What is needed: Copy every line from the records below that holds the word "PathBuf".
Top of Records supplied
mod common;
mod events;
mod output;

use std::net::Ipv4Addr;
use std::path::PathBuf;
use std::sync::Arc;
use std::time::{Duration, Instant};

use anyhow::Context;
use clap::Parser;
use gka_metrics::{Aggregate, StatisticsRecorder};
use gka_protocol::{
    DistributedMember, MemberConfig, MemberRuntime, ProtocolVariant, RuntimeChannels,
    ScatterDelay, StrMember,
};
use gka_transport::{ChannelConfig, MulticastChannel};

use common::{elapsed_s, parse_is_sponsor};
use events::{emit, now_iso, EventProtocol, EventStarted, EventStatistics};

#[derive(Parser, Debug)]
#[command(
    name = "gka-node",
    version,
    about = "One member of a group key agreement over IP multicast"
)]
struct Cli {
    /// Start as the initial sponsor (true|false, any case).
    #[arg(value_parser = parse_is_sponsor, action = clap::ArgAction::Set)]
    is_sponsor: bool,

    /// Service the group agrees on a key for.
    #[arg(value_parser = clap::value_parser!(u32).range(1..))]
    service_id: u32,

    /// Expected number of members, including this one.
    #[arg(value_parser = clap::value_parser!(u16).range(2..))]
    member_count: u16,

    /// Lower bound of the retransmission scatter delay, in ms.
    scatter_delay_min_ms: u64,

    /// Upper bound of the retransmission scatter delay, in ms.
    scatter_delay_max_ms: u64,

    /// Interface to listen on.
    #[arg(requires_all = ["multicast_ip", "multicast_port"])]
    listen_interface_ip: Option<Ipv4Addr>,

    /// Multicast group address.
    multicast_ip: Option<Ipv4Addr>,

    /// Multicast group port.
    #[arg(value_parser = clap::value_parser!(u16).range(1..))]
    multicast_port: Option<u16>,

    /// Key agreement variant.
    #[arg(long, default_value_t = ProtocolVariant::Chained)]
    variant: ProtocolVariant,

    /// How long the finishing member waits for FINISH_ACKs, in ms.
    #[arg(long, default_value = "5000")]
    finish_timeout_ms: u64,

    /// Where statistics CSV files are written.
    #[arg(long, default_value = "statistic_results")]
    output_dir: PathBuf,
}

impl Cli {
    fn channel_config(&self) -> ChannelConfig {
        let mut config = ChannelConfig::new();
        if let Some(ip) = self.listen_interface_ip {
            config = config.listen_interface(ip);
        }
        if let Some(ip) = self.multicast_ip {
            config = config.multicast_addr(ip);
        }
        if let Some(port) = self.multicast_port {
            config = config.multicast_port(port);
        }
        config
    }

    fn member_config(&self) -> MemberConfig {
        MemberConfig::new(self.service_id, self.member_count)
            .sponsor(self.is_sponsor)
            .scatter_delay(ScatterDelay::from_millis(
                self.scatter_delay_min_ms,
                self.scatter_delay_max_ms,
            ))
            .finish_timeout(Duration::from_millis(self.finish_timeout_ms))
            .variant(self.variant)
    }
}

#[tokio::main]
async fn main() -> anyhow::Result<()> {
    tracing_subscriber::fmt()
        .with_env_filter(
            tracing_subscriber::EnvFilter::try_from_default_env()
                .unwrap_or_else(|_| "info".into()),
        )
        .with_writer(std::io::stderr)
        .init();

    let cli = Cli::parse();
    let start = Instant::now();

    let channel = MulticastChannel::bind(cli.channel_config())
        .await
        .context("failed to open the multicast channel")?;
    let local = channel.local_endpoint();
    let stats = Arc::new(StatisticsRecorder::new());
    let config = cli.member_config();

    tracing::info!(
        %local,
        group = %channel.group(),
        variant = %cli.variant,
        sponsor = cli.is_sponsor,
        "gka-node v{}",
        env!("CARGO_PKG_VERSION")
    );
    emit(&EventStarted {
        event: "started",
        endpoint: local.to_string(),
        variant: cli.variant.to_string(),
        is_sponsor: cli.is_sponsor,
        service_id: cli.service_id,
        member_count: cli.member_count,
        timestamp: now_iso(),
    });

    let RuntimeChannels { handle, mut events } = match cli.variant {
        ProtocolVariant::Chained => {
            let member = StrMember::new(config, local, stats.clone())?;
            MemberRuntime::spawn(member, channel)
        }
        ProtocolVariant::Distributed => {
            let member = DistributedMember::new(config, local, stats.clone())?;
            MemberRuntime::spawn(member, channel)
        }
    };

    let mut interrupted = false;
    loop {
        tokio::select! {
            event = events.recv() => match event {
                Some(event) => emit(&EventProtocol::new(&event, elapsed_s(start))),
                None => break,
            },
            _ = tokio::signal::ctrl_c(), if !interrupted => {
                tracing::warn!("interrupted, stopping before the agreement finished");
                interrupted = true;
                handle.shutdown().await;
            }
        }
    }

    // Per-process aggregate: this member's snapshot only.
    let snapshot = stats.snapshot();
    let mut aggregate = Aggregate::new(cli.member_count);
    aggregate.absorb(&snapshot);
    let csv = output::write_statistics(&cli.output_dir, &aggregate)
        .with_context(|| format!("failed to write statistics to {}", cli.output_dir.display()))?;
    tracing::info!(path = %csv.display(), "statistics written");
    emit(&EventStatistics {
        event: "statistics",
        csv: csv.display().to_string(),
        statistics: &snapshot,
        elapsed_s: elapsed_s(start),
    });

    if interrupted {
        anyhow::bail!("interrupted");
    }
    Ok(())
}

#[cfg(test)]
mod tests {
    use super::*;

    #[test]
    fn parses_minimal_arguments() {
        let cli = Cli::try_parse_from(["gka-node", "TRUE", "3", "4", "200", "10"]).unwrap();
        assert!(cli.is_sponsor);
        assert_eq!(cli.service_id, 3);
        assert_eq!(cli.member_count, 4);
        assert_eq!(cli.variant, ProtocolVariant::Chained);
        assert_eq!(cli.output_dir, PathBuf::from("statistic_results"));

        let config = cli.member_config();
        assert!(config.is_sponsor());
        // Reversed bounds are swapped.
        assert_eq!(config.get_scatter_delay().min(), Duration::from_millis(10));
        assert_eq!(config.get_finish_timeout(), Duration::from_secs(5));
    }

    #[test]
    fn parses_network_overrides_and_flags() {
        let cli = Cli::try_parse_from([
            "gka-node",
            "false",
            "1",
            "2",
            "10",
            "50",
            "127.0.0.1",
            "239.1.2.3",
            "6000",
            "--variant",
            "distributed",
            "--finish-timeout-ms",
            "750",
        ])
        .unwrap();
        let channel = cli.channel_config();
        assert_eq!(
            channel.multicast_group(),
            "239.1.2.3:6000".parse().unwrap()
        );
        assert_eq!(cli.variant, ProtocolVariant::Distributed);
        assert_eq!(
            cli.member_config().get_finish_timeout(),
            Duration::from_millis(750)
        );
    }

    #[test]
    fn rejects_invalid_arguments() {
        for args in [
            vec!["gka-node", "maybe", "1", "2", "10", "20"],
            vec!["gka-node", "true", "0", "2", "10", "20"],
            vec!["gka-node", "true", "1", "1", "10", "20"],
            vec!["gka-node", "true", "1", "2", "10"],
            vec!["gka-node", "true", "1", "2", "10", "20", "127.0.0.1"],
        ] {
            assert!(Cli::try_parse_from(args.clone()).is_err(), "accepted {args:?}");
        }
    }
}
Bottom of Records supplied
Response box:
use std::path::PathBuf;
    output_dir: PathBuf,
        assert_eq!(cli.output_dir, PathBuf::from("statistic_results"));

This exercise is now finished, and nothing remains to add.